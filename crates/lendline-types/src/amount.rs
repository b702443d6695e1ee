use std::fmt;
use std::ops::{Add, Sub};

use serde::{Deserialize, Serialize};

use crate::error::TypeError;

/// Number of fractional decimal digits in the ledger's native unit.
pub const DECIMALS: u32 = 18;

const ONE: u128 = 10u128.pow(DECIMALS);

/// A monetary amount in the ledger's smallest unit (18-decimal fixed point).
///
/// The value is exact; decimal text only appears at the boundary through
/// [`Amount::parse_decimal`] and [`Amount::to_decimal_string`].
#[derive(Clone, Copy, Debug, Default, PartialEq, Eq, Hash, PartialOrd, Ord, Serialize, Deserialize)]
#[serde(transparent)]
pub struct Amount(u128);

impl Amount {
    pub const ZERO: Amount = Amount(0);

    pub const fn from_wei(wei: u128) -> Self {
        Self(wei)
    }

    /// Whole units, e.g. `Amount::from_units(3)` is `3.0`.
    pub fn from_units(units: u64) -> Self {
        Self(units as u128 * ONE)
    }

    pub const fn as_wei(&self) -> u128 {
        self.0
    }

    pub fn is_zero(&self) -> bool {
        self.0 == 0
    }

    pub fn checked_add(self, rhs: Self) -> Option<Self> {
        self.0.checked_add(rhs.0).map(Self)
    }

    pub fn checked_sub(self, rhs: Self) -> Option<Self> {
        self.0.checked_sub(rhs.0).map(Self)
    }

    pub fn saturating_sub(self, rhs: Self) -> Self {
        Self(self.0.saturating_sub(rhs.0))
    }

    /// Parse a non-negative decimal string such as `"1.5"` or `"0.000000000000000001"`.
    pub fn parse_decimal(input: &str) -> Result<Self, TypeError> {
        let invalid = |reason: &str| TypeError::InvalidAmount {
            input: input.to_string(),
            reason: reason.to_string(),
        };
        let s = input.trim();
        if s.is_empty() {
            return Err(invalid("empty"));
        }
        let (whole, frac) = match s.split_once('.') {
            Some((w, f)) => (w, f),
            None => (s, ""),
        };
        if whole.is_empty() && frac.is_empty() {
            return Err(invalid("no digits"));
        }
        if !whole.chars().all(|c| c.is_ascii_digit()) || !frac.chars().all(|c| c.is_ascii_digit())
        {
            return Err(invalid("expected digits with an optional '.'"));
        }
        if frac.len() > DECIMALS as usize {
            return Err(invalid("more than 18 fractional digits"));
        }

        let whole_value: u128 = if whole.is_empty() {
            0
        } else {
            whole.parse().map_err(|_| TypeError::AmountOverflow)?
        };
        let frac_value: u128 = if frac.is_empty() {
            0
        } else {
            let padded = format!("{frac:0<18}");
            padded.parse().map_err(|_| TypeError::AmountOverflow)?
        };

        whole_value
            .checked_mul(ONE)
            .and_then(|w| w.checked_add(frac_value))
            .map(Self)
            .ok_or(TypeError::AmountOverflow)
    }

    /// Decimal form with trailing fractional zeros trimmed.
    pub fn to_decimal_string(&self) -> String {
        let whole = self.0 / ONE;
        let frac = self.0 % ONE;
        if frac == 0 {
            return whole.to_string();
        }
        let frac = format!("{frac:018}");
        format!("{whole}.{}", frac.trim_end_matches('0'))
    }

    /// `self / total` as a ratio in `[0, 1]`; zero when `total` is zero.
    pub fn ratio_of(&self, total: Amount) -> f64 {
        if total.0 == 0 {
            return 0.0;
        }
        (self.0 as f64 / total.0 as f64).clamp(0.0, 1.0)
    }
}

impl fmt::Display for Amount {
    fn fmt(&self, f: &mut fmt::Formatter<'_>) -> fmt::Result {
        f.write_str(&self.to_decimal_string())
    }
}

impl Add for Amount {
    type Output = Amount;

    fn add(self, rhs: Self) -> Self::Output {
        Amount(self.0 + rhs.0)
    }
}

impl Sub for Amount {
    type Output = Amount;

    fn sub(self, rhs: Self) -> Self::Output {
        Amount(self.0 - rhs.0)
    }
}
· · · ·
Extract all the material, leaving every line as it is.

### Solved exercise
filename crates/lendline-types/src/amount.rs
repository b702443d6695e1ee
use std::fmt;
use std::ops::{Add, Sub};

use serde::{Deserialize, Serialize};

use crate::error::TypeError;

/// Number of fractional decimal digits in the ledger's native unit.
pub const DECIMALS: u32 = 18;

const ONE: u128 = 10u128.pow(DECIMALS);

/// A monetary amount in the ledger's smallest unit (18-decimal fixed point).
///
/// The value is exact; decimal text only appears at the boundary through
/// [`Amount::parse_decimal`] and [`Amount::to_decimal_string`].
#[derive(Clone, Copy, Debug, Default, PartialEq, Eq, Hash, PartialOrd, Ord, Serialize, Deserialize)]
#[serde(transparent)]
pub struct Amount(u128);

impl Amount {
    pub const ZERO: Amount = Amount(0);

    pub const fn from_wei(wei: u128) -> Self {
        Self(wei)
    }

    /// Whole units, e.g. `Amount::from_units(3)` is `3.0`.
    pub fn from_units(units: u64) -> Self {
        Self(units as u128 * ONE)
    }

    pub const fn as_wei(&self) -> u128 {
        self.0
    }

    pub fn is_zero(&self) -> bool {
        self.0 == 0
    }

    pub fn checked_add(self, rhs: Self) -> Option<Self> {
        self.0.checked_add(rhs.0).map(Self)
    }

    pub fn checked_sub(self, rhs: Self) -> Option<Self> {
        self.0.checked_sub(rhs.0).map(Self)
    }

    pub fn saturating_sub(self, rhs: Self) -> Self {
        Self(self.0.saturating_sub(rhs.0))
    }

    /// Parse a non-negative decimal string such as `"1.5"` or `"0.000000000000000001"`.
    pub fn parse_decimal(input: &str) -> Result<Self, TypeError> {
        let invalid = |reason: &str| TypeError::InvalidAmount {
            input: input.to_string(),
            reason: reason.to_string(),
        };
        let s = input.trim();
        if s.is_empty() {
            return Err(invalid("empty"));
        }
        let (whole, frac) = match s.split_once('.') {
            Some((w, f)) => (w, f),
            None => (s, ""),
        };
        if whole.is_empty() && frac.is_empty() {
            return Err(invalid("no digits"));
        }
        if !whole.chars().all(|c| c.is_ascii_digit()) || !frac.chars().all(|c| c.is_ascii_digit())
        {
            return Err(invalid("expected digits with an optional '.'"));
        }
        if frac.len() > DECIMALS as usize {
            return Err(invalid("more than 18 fractional digits"));
        }

        let whole_value: u128 = if whole.is_empty() {
            0
        } else {
            whole.parse().map_err(|_| TypeError::AmountOverflow)?
        };
        let frac_value: u128 = if frac.is_empty() {
            0
        } else {
            let padded = format!("{frac:0<18}");
            padded.parse().map_err(|_| TypeError::AmountOverflow)?
        };

        whole_value
            .checked_mul(ONE)
            .and_then(|w| w.checked_add(frac_value))
            .map(Self)
            .ok_or(TypeError::AmountOverflow)
    }

    /// Decimal form with trailing fractional zeros trimmed.
    pub fn to_decimal_string(&self) -> String {
        let whole = self.0 / ONE;
        let frac = self.0 % ONE;
        if frac == 0 {
            return whole.to_string();
        }
        let frac = format!("{frac:018}");
        format!("{whole}.{}", frac.trim_end_matches('0'))
    }

    /// `self / total` as a ratio in `[0, 1]`; zero when `total` is zero.
    pub fn ratio_of(&self, total: Amount) -> f64 {
        if total.0 == 0 {
            return 0.0;
        }
        (self.0 as f64 / total.0 as f64).clamp(0.0, 1.0)
    }
}

impl fmt::Display for Amount {
    fn fmt(&self, f: &mut fmt::Formatter<'_>) -> fmt::Result {
        f.write_str(&self.to_decimal_string())
    }
}

impl Add for Amount {
    type Output = Amount;

    fn add(self, rhs: Self) -> Self::Output {
        Amount(self.0 + rhs.0)
    }
}

impl Sub for Amount {
    type Output = Amount;

    fn sub(self, rhs: Self) -> Self::Output {
        Amount(self.0 - rhs.0)
    }
}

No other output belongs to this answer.